Spoiler: há formas muito mais inteligentes de lidar com queimaduras solares do que ficar parado à frente da ventoinha com aftersun durante horas.
A verdade é que uma queimadura solar é uma agressão real à pele. E, além do desconforto imediato, pode acelerar o envelhecimento cutâneo e aumentar o risco de danos mais sérios a longo prazo. Por isso, prevenir continua a ser o cenário ideal – mas saber tratar também faz toda a diferença.
Como evitar chegar ao ponto “vermelho tomate”?

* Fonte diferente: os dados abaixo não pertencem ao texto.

pub mod deterministic_policy;

use candle_core::{Result, Tensor, backprop::GradStore};
use candle_nn::{AdamW, Optimizer, VarMap};
use std::fmt::Debug;

pub use deterministic_policy::{Actor, DeterministicPolicy};

/// The acting seam between an agent and the collectors. Off policy agents expose one of these;
/// collectors only ever see this trait.
pub trait Policy: Sync {
    /// Action used while gathering training experience. Exploration noise belongs here.
    fn act(&self, observation: &Tensor) -> Result<Tensor>;

    /// Action used during evaluation rollouts.
    fn act_deterministic(&self, observation: &Tensor) -> Result<Tensor> {
        self.act(observation)
    }
}

fn clip_grad(t: &Tensor, varmap: &VarMap, max_norm: f32) -> Result<GradStore> {
    let mut total_norm_squared = 0.0f32;
    let mut grad_store = t.backward()?;
    let mut var_ids = vec![];
    let all_vars = varmap.all_vars();
    for var in all_vars.iter() {
        let id = var.id();
        if let Some(grad) = grad_store.get_id(id) {
            var_ids.push(id);
            let grad_norm_sq = grad.sqr()?.sum_all()?.to_scalar::<f32>()?;
            total_norm_squared += grad_norm_sq;
        }
    }
    let total_norm = total_norm_squared.sqrt();
    if total_norm > max_norm {
        let clip_coef = (max_norm) / (total_norm + 1e-6);
        for var_id in var_ids {
            let var = all_vars.iter().find(|t| t.id() == var_id).unwrap();
            let old_grad = grad_store.get_id(var_id).unwrap();
            let clip_coef = Tensor::full(clip_coef, old_grad.shape(), old_grad.device())?;
            let new_grad = old_grad.broadcast_mul(&clip_coef)?;
            grad_store.insert(var.as_tensor(), new_grad);
        }
    }
    Ok(grad_store)
}

pub struct OptimizerWithMaxGrad {
    pub optimizer: AdamW,
    pub max_grad_norm: Option<f32>,
    pub varmap: VarMap,
}

impl Debug for OptimizerWithMaxGrad {
    fn fmt(&self, f: &mut std::fmt::Formatter<'_>) -> std::fmt::Result {
        f.debug_struct("OptimizerWithMaxGrad")
            .field("optimizer", &self.optimizer)
            .field("max_grad_norm", &self.max_grad_norm)
            .finish()
    }
}

impl OptimizerWithMaxGrad {
    pub fn new(optimizer: AdamW, max_grad_norm: Option<f32>, varmap: VarMap) -> Self {
        Self {
            optimizer,
            max_grad_norm,
            varmap,
        }
    }

    pub fn backward_step(&mut self, loss: &Tensor) -> Result<()> {
        let grads = if let Some(max_norm) = self.max_grad_norm {
            clip_grad(loss, &self.varmap, max_norm)?
        } else {
            loss.backward()?
        };
        self.optimizer.step(&grads)?;
        Ok(())
    }
}

/// Blends the source variables into the target ones: target <- tau * source + (1 - tau) * target.
/// Both maps must have been built from structurally identical networks.
pub fn soft_update(source: &VarMap, target: &VarMap, tau: f64) -> Result<()> {
    let source_data = source.data().lock().unwrap();
    let target_data = target.data().lock().unwrap();
    for (name, source_var) in source_data.iter() {
        let Some(target_var) = target_data.get(name) else {
            candle_core::bail!("soft update: no target variable named {name}")
        };
        let blended =
            ((source_var.as_tensor() * tau)? + (target_var.as_tensor() * (1. - tau))?)?;
        target_var.set(&blended)?;
    }
    Ok(())
}

/// Overwrites the target variables with the source ones. Used once at construction so that
/// the targets start out as exact copies.
pub fn hard_update(source: &VarMap, target: &VarMap) -> Result<()> {
    let source_data = source.data().lock().unwrap();
    let target_data = target.data().lock().unwrap();
    for (name, source_var) in source_data.iter() {
        let Some(target_var) = target_data.get(name) else {
            candle_core::bail!("hard update: no target variable named {name}")
        };
        target_var.set(source_var.as_tensor())?;
    }
    Ok(())
}

#[cfg(test)]
mod test {
    use super::*;
    use candle_core::{DType, Device};
    use candle_nn::{Init, ParamsAdamW};

    fn const_varmap(value: f64) -> Result<VarMap> {
        let varmap = VarMap::new();
        varmap.get(4, "w", Init::Const(value), DType::F32, &Device::Cpu)?;
        Ok(varmap)
    }

    #[test]
    fn clipping_caps_the_global_grad_norm() -> Result<()> {
        let varmap = const_varmap(1.)?;
        let w = varmap.all_vars()[0].clone();
        // d(sum(w) * 1000)/dw is 1000 everywhere, a global norm of 2000
        let loss = (w.sum_all()? * 1000.)?;
        let grads = clip_grad(&loss, &varmap, 1.0)?;
        let grad = grads.get_id(w.id()).unwrap();
        let norm = grad.sqr()?.sum_all()?.to_scalar::<f32>()?.sqrt();
        assert!((norm - 1.0).abs() < 1e-3, "clipped norm was {norm}");
        Ok(())
    }

    #[test]
    fn grads_below_the_limit_are_untouched() -> Result<()> {
        let varmap = const_varmap(1.)?;
        let w = varmap.all_vars()[0].clone();
        let loss = w.sum_all()?;
        let grads = clip_grad(&loss, &varmap, 10.0)?;
        let grad = grads.get_id(w.id()).unwrap();
        assert_eq!(grad.to_vec1::<f32>()?, vec![1., 1., 1., 1.]);
        Ok(())
    }

    #[test]
    fn backward_step_applies_clipped_grads() -> Result<()> {
        let varmap = const_varmap(1.)?;
        let w = varmap.all_vars()[0].clone();
        let params = ParamsAdamW {
            lr: 0.1,
            ..Default::default()
        };
        let optimizer = AdamW::new(varmap.all_vars(), params)?;
        let mut optimizer = OptimizerWithMaxGrad::new(optimizer, Some(1.0), varmap);
        let loss = (w.as_tensor().sum_all()? * 1000.)?;
        optimizer.backward_step(&loss)?;
        let updated = w.to_vec1::<f32>()?;
        assert!(updated.iter().all(|v| *v < 1.));
        Ok(())
    }

    #[test]
    fn hard_update_copies_the_source() -> Result<()> {
        let source = const_varmap(2.)?;
        let target = const_varmap(0.5)?;
        hard_update(&source, &target)?;
        assert_eq!(target.all_vars()[0].to_vec1::<f32>()?, vec![2., 2., 2., 2.]);
        Ok(())
    }

    #[test]
    fn soft_update_blends_with_tau() -> Result<()> {
        let source = const_varmap(2.)?;
        let target = const_varmap(0.5)?;
        soft_update(&source, &target, 0.1)?;
        // 0.1 * 2.0 + 0.9 * 0.5
        for value in target.all_vars()[0].to_vec1::<f32>()? {
            assert!((value - 0.65).abs() < 1e-6, "blended value was {value}");
        }
        // the source is left alone
        assert_eq!(source.all_vars()[0].to_vec1::<f32>()?, vec![2., 2., 2., 2.]);
        Ok(())
    }

    #[test]
    fn updates_fail_on_mismatched_varmaps() -> Result<()> {
        let source = const_varmap(1.)?;
        let target = VarMap::new();
        target.get(4, "other", Init::Const(0.), DType::F32, &Device::Cpu)?;
        assert!(soft_update(&source, &target, 0.5).is_err());
        assert!(hard_update(&source, &target).is_err());
        Ok(())
    }
}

Pode parecer repetitivo, mas há três regras básicas que continuam a salvar pele todos os verões:
- Usar protetor solar todos os dias (sim, mesmo quando “não está assim tanto calor”);
- Reaplicar de duas em duas horas;
- Evitar exposição solar prolongada nas horas de maior calor.
E não, “apanhar um bronze rápido” não compensa um escaldão que depois dura dias.
Outro erro comum? Achar que só se queimam na praia. Caminhadas, esplanadas, festivais, rooftops e até dias nublados contam. O sol não precisa de céu limpo para deixar marca.
O que deve fazer quando a pele já está a arder?
A primeira reação costuma ser tomar um duche gelado ou encher a pele de produtos aleatórios encontrados na gaveta. Mas há cuidados simples que ajudam mesmo:
- Refrescar a pele com água morna/fresca;
- Beber muita água;
- Evitar nova exposição solar;
- Usar roupa leve e larga;
- Aplicar produtos específicos para queimaduras solares.
É aqui que entra Halibut Queimaduras®, uma emulsão cutânea criada para ajudar a acalmar, hidratar e regenerar a pele após queimaduras de primeiro e segundo grau, queimaduras solares e outras feridas superficiais não infetadas. Pode ser utilizado por toda a família, incluindo bebés e grávidas.

A textura leve foi pensada precisamente para aquelas alturas em que a pele já não tolera cremes pesados nem fricção. Nas queimaduras solares e queimaduras de primeiro grau, a recomendação é aplicar uma camada espessa e deixar penetrar sem esfregar, repetindo o processo entre duas a quatro vezes por dia.
Há hábitos “caseiros” que devia mesmo evitar
Internet fora, há receitas caseiras que continuam a circular todos os verões – e algumas podem piorar bastante a situação.
Manteiga, pasta de dentes, óleo ou gelo diretamente na pele? É melhor não. Especialistas recomendam evitar tudo o que possa irritar ainda mais a zona afetada ou dificultar a regeneração da pele.
E atenção: se houver bolhas extensas, febre, dor intensa ou sinais de infeção, o ideal é procurar aconselhamento médico.
A checklist de sobrevivência para este verão
Antes de sair de casa, há quatro coisas que vale a pena ter sempre por perto: protetor solar, aftersun ou creme hidratante, água, chapéu ou roupa leve.
E talvez esteja na altura de juntar mais um essencial à lista: um cuidado específico para queimaduras solares, porque ninguém quer passar metade das férias a sofrer por causa de um “só mais 20 minutos ao sol”.
Mais vale prevenir. Mas, quando o escaldão acontece, convém saber exatamente o que fazer.